Exactly the lines from the one that holds "self.store.save(self.best);" to the end of the data below: retype these and nothing else.

※

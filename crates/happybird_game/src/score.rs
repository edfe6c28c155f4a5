use std::fs;
use std::io::ErrorKind;
use std::path::PathBuf;

use log::{debug, warn};

/// Durable home of the best score. Persistence is best-effort: failures
/// are absorbed by the store and never reach gameplay.
pub trait ScoreStore {
    /// The stored best score, or 0 when there is none.
    fn load(&mut self) -> u32;
    fn save(&mut self, best: u32);
}

/// Best score kept as decimal ASCII in a single text file.
#[derive(Clone, Debug)]
pub struct FileScoreStore {
    path: PathBuf,
}

impl FileScoreStore {
    pub fn new(path: impl Into<PathBuf>) -> Self {
        Self { path: path.into() }
    }
}

impl ScoreStore for FileScoreStore {
    fn load(&mut self) -> u32 {
        let text = match fs::read_to_string(&self.path) {
            Ok(text) => text,
            Err(e) if e.kind() == ErrorKind::NotFound => {
                debug!("No best score at {}, starting from 0", self.path.display());
                return 0;
            }
            Err(e) => {
                warn!("Failed to read best score from {}: {e}", self.path.display());
                return 0;
            }
        };
        match text.trim().parse() {
            Ok(best) => best,
            Err(e) => {
                warn!("Ignoring corrupt best score file {}: {e}", self.path.display());
                0
            }
        }
    }

    fn save(&mut self, best: u32) {
        if let Err(e) = fs::write(&self.path, best.to_string()) {
            warn!("Failed to save best score to {}: {e}", self.path.display());
        }
    }
}

/// Current-run score and the persisted best.
pub struct Scoreboard {
    score: u32,
    best: u32,
    store: Box<dyn ScoreStore>,
}

impl Scoreboard {
    pub fn new(mut store: Box<dyn ScoreStore>) -> Self {
        let best = store.load();
        Self {
            score: 0,
            best,
            store,
        }
    }

    pub fn score(&self) -> u32 {
        self.score
    }

    pub fn best(&self) -> u32 {
        self.best
    }

    pub fn reset_run(&mut self) {
        self.score = 0;
    }

    pub fn add_point(&mut self) {
        self.score += 1;
    }

    /// Raise and persist the best score if this run beat it. Returns true
    /// when a new best was recorded.
    pub fn sync_best(&mut self) -> bool {
        if self.score <= self.best {
            return false;
        }
        self.best = self.score;
        self.store.save(self.best);
        true
    }
}

#[cfg(test)]
pub(crate) mod testing {
    use std::cell::RefCell;
    use std::rc::Rc;

    use super::ScoreStore;

    /// In-memory store that records every save.
    #[derive(Clone, Default)]
    pub(crate) struct RecordingStore {
        pub best: u32,
        pub saves: Rc<RefCell<Vec<u32>>>,
    }

    impl RecordingStore {
        pub(crate) fn with_best(best: u32) -> Self {
            Self {
                best,
                ..Self::default()
            }
        }
    }

    impl ScoreStore for RecordingStore {
        fn load(&mut self) -> u32 {
            self.best
        }

        fn save(&mut self, best: u32) {
            self.best = best;
            self.saves.borrow_mut().push(best);
        }
    }
}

※

**ANSWER TO THIS EXERCISE:**
        self.store.save(self.best);
        true
    }
}

#[cfg(test)]
pub(crate) mod testing {
    use std::cell::RefCell;
    use std::rc::Rc;

    use super::ScoreStore;

    /// In-memory store that records every save.
    #[derive(Clone, Default)]
    pub(crate) struct RecordingStore {
        pub best: u32,
        pub saves: Rc<RefCell<Vec<u32>>>,
    }

    impl RecordingStore {
        pub(crate) fn with_best(best: u32) -> Self {
            Self {
                best,
                ..Self::default()
            }
        }
    }

    impl ScoreStore for RecordingStore {
        fn load(&mut self) -> u32 {
            self.best
        }

        fn save(&mut self, best: u32) {
            self.best = best;
            self.saves.borrow_mut().push(best);
        }
    }
}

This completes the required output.